Cara Theobold stars in The Ladies Football Club (Image: Johan Persson)

So this time, on a cold, night, I tried to be as cool, calm, and collected as I could. Did I manage it? I’m not sure. I managed to talk to Cara without mentioning how I thought she was amazing in Crazyhead and stressed how super she was in the play, and how it would be great if it tours.

And, most importantly, I managed to refrain from shouting out anything about a hero. Walking back to my hotel, the two encounters 22 years apart made me think about how I would do things differently if I recovered from my bowel cancer and then got a different type in 22 years’ time.

I know it’s pointless to think about as my cancer is incurable and, the statistics suggest, I may only have two years left. But I do live my life in a sea of what-ifs.

If my second cancer were judged to be curable, then I still think I’d be just as scared as I am now because nothing is certain.

Just because the scans would suggest chemo could destroy the tumours within six months, there’s never any guarantee.

I’d always worry about the medics having missed something, and I don’t think I’d respond well to a world where I would be called cancer-free.

The only thing I’d know with any certainty is that I should take sachets of pepper with me to hospital in an attempt to pep up bland chicken mayonnaise sandwiches.

And I know I’d need a lot of counselling afterwards to know that my fears of the cancer returning for a third time were normal, but also how important it is not to let this fear consume me.

That is why I’m so pleased that when Health Secretary Wes Streeting announced in February that all cancer patients would be getting a personal cancer plan to support them throughout their journey, he pledged that it would include support after treatment.
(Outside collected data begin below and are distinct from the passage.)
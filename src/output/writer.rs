//! Parquet file writer
//!
//! Provides utilities for writing Arrow RecordBatches to Parquet files.

use crate::error::{Error, Result};
use arrow::datatypes::Schema;
use arrow::record_batch::RecordBatch;
use parquet::arrow::ArrowWriter;
use parquet::basic::{Compression, GzipLevel};
use parquet::errors::ParquetError;
use parquet::file::properties::WriterProperties;
use std::fs::File;
use std::path::{Path, PathBuf};
use std::sync::Arc;

/// Configuration for Parquet writer
#[derive(Debug, Clone)]
pub struct ParquetWriterConfig {
    compression: Compression,
    row_group_size: usize,
}

impl ParquetWriterConfig {
    /// Get the compression codec
    #[must_use]
    pub fn compression(&self) -> Compression {
        self.compression
    }

    /// Get row group size
    #[must_use]
    pub fn row_group_size(&self) -> usize {
        self.row_group_size
    }
}

impl Default for ParquetWriterConfig {
    /// Staged trip files are gzip-compressed
    fn default() -> Self {
        Self {
            compression: Compression::GZIP(GzipLevel::default()),
            row_group_size: 1024 * 1024, // 1M rows
        }
    }
}

impl ParquetWriterConfig {
    /// Create a new config with default settings
    #[must_use]
    pub fn new() -> Self {
        Self::default()
    }

    /// Set compression algorithm
    #[must_use]
    pub fn with_compression(mut self, compression: Compression) -> Self {
        self.compression = compression;
        self
    }

    /// Set row group size
    #[must_use]
    pub fn with_row_group_size(mut self, size: usize) -> Self {
        self.row_group_size = size;
        self
    }

    /// Use no compression
    #[must_use]
    pub fn uncompressed(mut self) -> Self {
        self.compression = Compression::UNCOMPRESSED;
        self
    }

    /// Build writer properties
    fn build_properties(&self) -> WriterProperties {
        WriterProperties::builder()
            .set_compression(self.compression)
            .set_max_row_group_size(self.row_group_size)
            .build()
    }
}

/// Parquet file writer
pub struct ParquetWriter {
    /// Arrow writer
    writer: ArrowWriter<File>,
    /// Destination file
    path: PathBuf,
    /// Number of rows written
    rows_written: usize,
}

impl ParquetWriter {
    /// Create a new Parquet writer, truncating any existing file
    pub fn new(
        path: impl AsRef<Path>,
        schema: &Schema,
        config: &ParquetWriterConfig,
    ) -> Result<Self> {
        let path = path.as_ref();
        let file = File::create(path)
            .map_err(|e| Error::local_io(path, format!("Failed to create file: {e}")))?;

        let props = config.build_properties();
        let writer = ArrowWriter::try_new(file, Arc::new(schema.clone()), Some(props))
            .map_err(|e| write_error(path, e))?;

        Ok(Self {
            writer,
            path: path.to_path_buf(),
            rows_written: 0,
        })
    }

    /// Write a RecordBatch to the file
    pub fn write(&mut self, batch: &RecordBatch) -> Result<()> {
        self.writer
            .write(batch)
            .map_err(|e| write_error(&self.path, e))?;
        self.rows_written += batch.num_rows();
        Ok(())
    }

    /// Get the number of rows written so far
    #[must_use]
    pub fn rows_written(&self) -> usize {
        self.rows_written
    }

    /// Close the writer and finalize the file
    pub fn close(self) -> Result<usize> {
        let rows = self.rows_written;
        self.writer
            .close()
            .map_err(|e| write_error(&self.path, e))?;
        Ok(rows)
    }
}

/// Filesystem failures surfacing through the Parquet writer are local I/O errors
fn write_error(path: &Path, e: ParquetError) -> Error {
    match e {
        ParquetError::External(inner) if inner.is::<std::io::Error>() => {
            Error::local_io(path, inner)
        }
        other => other.into(),
    }
}

/// Write a single RecordBatch to a Parquet file
pub fn write_batch_to_parquet(
    path: impl AsRef<Path>,
    batch: &RecordBatch,
    config: Option<&ParquetWriterConfig>,
) -> Result<usize> {
    let default_config = ParquetWriterConfig::default();
    let config = config.unwrap_or(&default_config);

    let mut writer = ParquetWriter::new(path, batch.schema().as_ref(), config)?;
    writer.write(batch)?;
    writer.close()
}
In all the time that the Daily Express has been running our Cancer Care campaign, this has been a key aspect.

Everyone living with cancer, or who is now cancer-free, should have the support they need so they don’t spend their lives living in fear.

And if they do worry about anything, it should be whether they’ll embarrass themselves by shouting « You’re my hero » at an actor outside a stage door.